Mate Boban (/hr/; 12 February 1940 – 7 July 1997) was a Bosnian Croat politician and one of the founders of the Croatian Republic of Herzeg-Bosnia. He was the first president of Herzeg-Bosnia from 1991 until 1994. From 1992 to 1994, Boban was the President of the Croatian Democratic Union. He died in 1997 due to a stroke.

==Pre-war life==
Boban was born on 12 February 1940 in a large family in Sovići in the Municipality of Grude in Herzegovina, to Stjepan and Iva Boban. He finished elementary school in Sovići and later he attended seminary in Zadar.
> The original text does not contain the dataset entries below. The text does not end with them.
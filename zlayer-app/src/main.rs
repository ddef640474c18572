use std::path::{Path, PathBuf};

use anyhow::{Context, bail};
use clap::{Parser, Subcommand};
use tracing::{debug, error, info, warn};
use tracing_subscriber::{EnvFilter, fmt};
use zlayer_config::{AppConfig, ConfigError};
use zlayer_core::document::{Document, DxfVersion};
use zlayer_core::geometry::Point2;
use zlayer_engine::command::{CommandBus, CommandContext, CommandRequest};
use zlayer_engine::session::Session;
use zlayer_io::{DocumentLoader, DocumentSaver, DxfFacade};

mod report;

const VIEWPORT_SIZE: f64 = 180.0;
const VIEWPORT_SPACING: f64 = 200.0;

/// DXF 图层按视口覆盖属性的命令行工具
#[derive(Parser, Debug)]
#[command(name = "zlayer")]
#[command(version, about, long_about = None)]
struct Cli {
    /// 配置文件路径，缺省时按 ZLAYER_CONFIG 或 ./config/default.toml 查找
    #[arg(long, global = true)]
    config: Option<PathBuf>,

    #[command(subcommand)]
    command: Commands,
}

#[derive(Subcommand, Debug)]
enum Commands {
    /// 打印图层、视口与视口覆盖概览
    Info {
        /// DXF 文件路径
        path: PathBuf,
    },

    /// 新建 DXF 文档
    New {
        /// 输出路径
        path: PathBuf,

        /// DXF 版本（如 R2018 或 AC1032），缺省取配置中的默认版本
        #[arg(long = "dxf-version")]
        version: Option<DxfVersion>,

        /// 额外创建的图层，可重复
        #[arg(long = "layer")]
        layers: Vec<String>,

        /// 创建的视口数量
        #[arg(long, default_value_t = 0)]
        viewports: usize,
    },

    /// 依次执行命令并保存文档
    Exec {
        /// DXF 文件路径
        path: PathBuf,

        /// 要执行的命令，例如 "vp_set WALLS color 3"，可重复
        #[arg(short = 'c', long = "command", required = true)]
        commands: Vec<String>,

        /// 输出路径，缺省时覆盖原文件
        #[arg(short, long)]
        output: Option<PathBuf>,

        /// 只执行不保存
        #[arg(long)]
        dry_run: bool,

        /// 即使原文件含有无法写回的内容也覆盖原文件
        #[arg(long)]
        force: bool,
    },
}

fn main() {
    let cli = Cli::parse();
    let config = load_configuration(cli.config.clone());
    init_logging(&config);
    debug!(version = %config.document.default_version, "已加载配置");

    if let Err(err) = run(cli.command, &config) {
        error!(error = %err, "执行失败");
        eprintln!("错误: {err:#}");
        std::process::exit(1);
    }
}

fn run(command: Commands, config: &AppConfig) -> anyhow::Result<()> {
    match command {
        Commands::Info { path } => {
            let document = load_document(&path)?;
            report::print_summary(&path, &document)?;
        }
        Commands::New {
            path,
            version,
            layers,
            viewports,
        } => {
            let version = version.unwrap_or(config.document.default_version);
            let document = build_document(version, &layers, viewports)?;
            save_document(&document, &path)?;
            info!(path = %path.display(), %version, "已创建文档");
            println!("已创建 {}（{version}）", path.display());
        }
        Commands::Exec {
            path,
            commands,
            output,
            dry_run,
            force,
        } => {
            let (document, skipped) = DxfFacade::new()
                .load_with_skipped(&path)
                .with_context(|| format!("无法读取 {}", path.display()))?;
            if output.is_none() && !dry_run && !force && !skipped.is_empty() {
                bail!(
                    "{} 含有写出时无法保留的内容（{skipped}），请用 -o 另存或加 --force 覆盖",
                    path.display()
                );
            }
            let mut session = Session::with_document(document);
            execute_commands(&mut session, &commands)?;

            if config.session.commit_on_save {
                let committed = session.commit_all()?;
                if committed > 0 {
                    info!(committed, "保存前提交了未提交的视口覆盖");
                }
            } else {
                let pending = session.dirty_overrides().len();
                if pending > 0 {
                    warn!(pending, "存在未提交的视口覆盖，保存时将被丢弃");
                }
            }

            if dry_run {
                info!("dry-run 模式，不写出文件");
                return Ok(());
            }
            let target = output.unwrap_or(path);
            save_document(session.document(), &target)?;
            println!("已保存 {}", target.display());
        }
    }
    Ok(())
}

fn build_document(
    version: DxfVersion,
    layers: &[String],
    viewports: usize,
) -> anyhow::Result<Document> {
    let mut document = Document::new(version);
    for name in layers {
        document
            .add_layer(name.as_str())
            .with_context(|| format!("无法创建图层 {name}"))?;
    }
    for index in 0..viewports {
        let x = VIEWPORT_SPACING * index as f64 + VIEWPORT_SPACING / 2.0;
        document
            .add_viewport(
                Point2::new(x, VIEWPORT_SPACING / 2.0),
                VIEWPORT_SIZE,
                VIEWPORT_SIZE,
            )
            .context("无法创建视口")?;
    }
    Ok(document)
}

fn execute_commands(session: &mut Session, commands: &[String]) -> anyhow::Result<()> {
    let bus = CommandBus::new();
    let mut context = CommandContext { session };
    for line in commands {
        let Some(request) = CommandRequest::parse(line) else {
            continue;
        };
        let response = bus.dispatch(&request, &mut context);
        let message = response.message.unwrap_or_default();
        if !response.success {
            bail!("命令 `{line}` 执行失败: {message}");
        }
        debug!(command = %request.name, "命令执行成功");
        if !message.is_empty() {
            println!("{message}");
        }
    }
    Ok(())
}

fn load_document(path: &Path) -> anyhow::Result<Document> {
    DxfFacade::new()
        .load(path)
        .with_context(|| format!("无法读取 {}", path.display()))
}

fn save_document(document: &Document, path: &Path) -> anyhow::Result<()> {
    DxfFacade::new()
        .save(document, path)
        .with_context(|| format!("无法写出 {}", path.display()))
}

fn load_configuration(override_path: Option<PathBuf>) -> AppConfig {
    match override_path {
        Some(path) => AppConfig::from_file(&path).unwrap_or_else(|err| {
            warn!(path = %path.display(), error = %err, "加载指定配置失败，使用默认配置");
            AppConfig::default()
        }),
        None => match AppConfig::discover() {
            Ok(cfg) => cfg,
            Err(err) => {
                match &err {
                    ConfigError::Io { path, .. } | ConfigError::Parse { path, .. } => {
                        warn!(path = %path.display(), error = %err, "加载默认配置失败，使用内建默认值");
                    }
                    ConfigError::Context { .. } => {
                        warn!(error = %err, "加载默认配置失败，使用内建默认值");
                    }
                }
                AppConfig::default()
            }
        },
    }
}

/// 日志输出到 stderr，stdout 留给命令结果。
fn init_logging(config: &AppConfig) {
    let filter =
        EnvFilter::try_new(config.logging.level.clone()).unwrap_or_else(|_| EnvFilter::new("info"));
    let subscriber = fmt().with_env_filter(filter).with_writer(std::io::stderr);
    if subscriber.try_init().is_err() {
        // 已初始化，忽略
    }
}

#[cfg(test)]
mod tests {
    use super::*;

    #[test]
    fn cli_definition_is_consistent() {
        use clap::CommandFactory;
        Cli::command().debug_assert();
    }

    #[test]
    fn build_document_creates_layers_and_viewports() {
        let document = build_document(DxfVersion::R2010, &["A".into(), "B".into()], 3).unwrap();
        assert_eq!(document.layers().count(), 3);
        assert_eq!(document.viewports().count(), 3);
        assert!(build_document(DxfVersion::R2010, &["a|b".into()], 0).is_err());
    }

    #[test]
    fn failing_command_stops_execution() {
        let document = build_document(DxfVersion::R2018, &["WALLS".into()], 1).unwrap();
        let mut session = Session::with_document(document);
        let commands = vec![
            "vp_set WALLS color 2".to_string(),
            "vp_set WALLS color 999".to_string(),
            "vp_set WALLS lineweight 30".to_string(),
        ];
        assert!(execute_commands(&mut session, &commands).is_err());
        let viewport = session.active_viewport().unwrap();
        let store = session.overrides("WALLS", viewport).unwrap();
        assert_eq!(store.get_color(), 2);
        assert_eq!(store.get_lineweight(), -3);
    }
}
After second grade he moved to a high school in Široki Brijeg, and eventually graduated in Vinkovci. In 1958, Boban joined the League of Communists of Yugoslavia. He attended the Faculty of Economics in Zagreb where he obtained an M.A. degree in Economics. After a shorter stay in Grude, he was employed in Imotski where he became the director of the Napredak trading company.

On charges of business fraud, Boban spent two and a half years in a remand prison in Split. He later called it a show trial and said that the reason for his imprisonment was Croatian nationalism. In the late 1980s, he was the head of the Tobacco Factory Zagreb branch in Herzegovina. In 1990, he joined the Croatian Democratic Union (HDZ BiH) and was elected to the parliament in the 1990 general election. In March 1991, Boban became the vice president of the HDZ BiH. As vice president, Boban said in April 1991 that HDZ BiH and the Croat people as a whole advocate the view that Bosnia and Herzegovina is sovereign and indivisible.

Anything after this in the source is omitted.